What is the number of lines in the data below that contain "decoded"? Reply with the number only.

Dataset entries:
────
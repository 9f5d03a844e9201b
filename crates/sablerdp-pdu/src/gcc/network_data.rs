//! Client and Server Network Data blocks (TS_UD_CS_NET / TS_UD_SC_NET).

use bitflags::bitflags;
use sablerdp_core::{
    cast_length, ensure_fixed_part_size, ensure_size, read_padding, write_padding, Decode, DecodeResult, Encode,
    EncodeResult, ReadCursor, WriteCursor,
};

const CHANNEL_NAME_LEN: usize = 8;

bitflags! {
    #[derive(Debug, Clone, Copy, PartialEq, Eq)]
    pub struct ChannelOptions: u32 {
        const INITIALIZED = 0x8000_0000;
        const ENCRYPT_RDP = 0x4000_0000;
        const ENCRYPT_SC = 0x2000_0000;
        const ENCRYPT_CS = 0x1000_0000;
        const PRI_HIGH = 0x0800_0000;
        const PRI_MED = 0x0400_0000;
        const PRI_LOW = 0x0200_0000;
        const COMPRESS_RDP = 0x0080_0000;
        const COMPRESS = 0x0040_0000;
        const SHOW_PROTOCOL = 0x0020_0000;
        const REMOTE_CONTROL_PERSISTENT = 0x0010_0000;
    }
}

/// An up-to-7-byte ANSI channel name.
#[derive(Debug, Clone, Copy, PartialEq, Eq)]
pub struct ChannelName([u8; CHANNEL_NAME_LEN]);

impl ChannelName {
    pub fn new(name: &str) -> Option<Self> {
        if name.len() >= CHANNEL_NAME_LEN || !name.is_ascii() {
            return None;
        }

        let mut bytes = [0u8; CHANNEL_NAME_LEN];
        bytes[..name.len()].copy_from_slice(name.as_bytes());
        Some(Self(bytes))
    }

    pub fn as_bytes(&self) -> &[u8; CHANNEL_NAME_LEN] {
        &self.0
    }
}

#[derive(Debug, Clone, PartialEq, Eq)]
pub struct ChannelDef {
    pub name: ChannelName,
    pub options: ChannelOptions,
}

impl ChannelDef {
    const SIZE: usize = CHANNEL_NAME_LEN + 4;
}

#[derive(Debug, Clone, PartialEq, Eq)]
pub struct ClientNetworkData {
    pub channels: Vec<ChannelDef>,
}

impl ClientNetworkData {
    const NAME: &'static str = "ClientNetworkData";

    const FIXED_PART_SIZE: usize = 4 /* channelCount */;
}

impl Encode for ClientNetworkData {
    fn encode(&self, dst: &mut WriteCursor<'_>) -> EncodeResult<()> {
        ensure_size!(in: dst, size: self.size());

        dst.write_u32(cast_length!("channelCount", self.channels.len())?);

        for channel in &self.channels {
            dst.write_slice(channel.name.as_bytes());
            dst.write_u32(channel.options.bits());
        }

        Ok(())
    }

    fn name(&self) -> &'static str {
        Self::NAME
    }

    fn size(&self) -> usize {
        Self::FIXED_PART_SIZE + self.channels.len() * ChannelDef::SIZE
    }
}

impl<'de> Decode<'de> for ClientNetworkData {
    fn decode(src: &mut ReadCursor<'de>) -> DecodeResult<Self> {
        ensure_fixed_part_size!(in: src);

        let channel_count = src.read_u32() as usize;

        ensure_size!(ctx: Self::NAME, in: src, size: channel_count * ChannelDef::SIZE);

        let mut channels = Vec::with_capacity(channel_count);
        for _ in 0..channel_count {
            let mut name = [0u8; CHANNEL_NAME_LEN];
            name.copy_from_slice(src.read_slice(CHANNEL_NAME_LEN));
            let options = ChannelOptions::from_bits_truncate(src.read_u32());

            channels.push(ChannelDef {
                name: ChannelName(name),
                options,
            });
        }

        Ok(Self { channels })
    }
}

#[derive(Debug, Clone, PartialEq, Eq)]
pub struct ServerNetworkData {
    pub io_channel: u16,
    pub channel_ids: Vec<u16>,
}

impl ServerNetworkData {
    const NAME: &'static str = "ServerNetworkData";

    const FIXED_PART_SIZE: usize = 2 /* MCSChannelId */ + 2 /* channelCount */;

    fn has_padding(&self) -> bool {
        self.channel_ids.len() % 2 != 0
    }
}

impl Encode for ServerNetworkData {
    fn encode(&self, dst: &mut WriteCursor<'_>) -> EncodeResult<()> {
        ensure_size!(in: dst, size: self.size());

        dst.write_u16(self.io_channel);
        dst.write_u16(cast_length!("channelCount", self.channel_ids.len())?);

        for channel_id in &self.channel_ids {
            dst.write_u16(*channel_id);
        }

        // Keep the block aligned on a 4-byte boundary.
        if self.has_padding() {
            write_padding!(dst, 2);
        }

        Ok(())
    }

    fn name(&self) -> &'static str {
        Self::NAME
    }

    fn size(&self) -> usize {
        Self::FIXED_PART_SIZE + self.channel_ids.len() * 2 + if self.has_padding() { 2 } else { 0 }
    }
}

impl<'de> Decode<'de> for ServerNetworkData {
    fn decode(src: &mut ReadCursor<'de>) -> DecodeResult<Self> {
        ensure_fixed_part_size!(in: src);

        let io_channel = src.read_u16();
        let channel_count = usize::from(src.read_u16());

        ensure_size!(ctx: Self::NAME, in: src, size: channel_count * 2);

        let channel_ids = (0..channel_count).map(|_| src.read_u16()).collect::<Vec<_>>();

        if channel_count % 2 != 0 && src.len() >= 2 {
            read_padding!(src, 2);
        }

        Ok(Self {
            io_channel,
            channel_ids,
        })
    }
}

#[cfg(test)]
mod tests {
    use super::*;
    use sablerdp_core::{decode, encode_vec};

    #[test]
    fn channel_name_rejects_too_long() {
        assert!(ChannelName::new("rdpdrlong").is_none());
        assert!(ChannelName::new("cliprdr").is_some());
    }

    #[test]
    fn server_network_data_round_trip_with_padding() {
        let data = ServerNetworkData {
            io_channel: 1003,
            channel_ids: vec![1004],
        };

        let encoded = encode_vec(&data).unwrap();
        assert_eq!(encoded.len(), 8); // 2 + 2 + 2 + 2 pad

        let decoded: ServerNetworkData = decode(&encoded).unwrap();
        assert_eq!(decoded, data);
    }

    #[test]
    fn client_network_data_empty_is_just_count() {
        let data = ClientNetworkData { channels: Vec::new() };
        let encoded = encode_vec(&data).unwrap();
        assert_eq!(encoded, [0, 0, 0, 0]);
    }

    #[test]
    fn invalid_field_is_reported_on_truncated_channel_array() {
        let mut bytes = vec![0xEB, 0x03, 0x02, 0x00, 0xEC, 0x03];
        // Advertises two channels but carries only one.
        let result: Result<ServerNetworkData, _> = decode(&bytes);
        assert!(result.is_err());
        bytes.extend_from_slice(&[0xED, 0x03]);
        let decoded: ServerNetworkData = decode(&bytes).unwrap();
        assert_eq!(decoded.channel_ids, vec![0x03EC, 0x03ED]);
    }
}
────
• [RESULT]: 4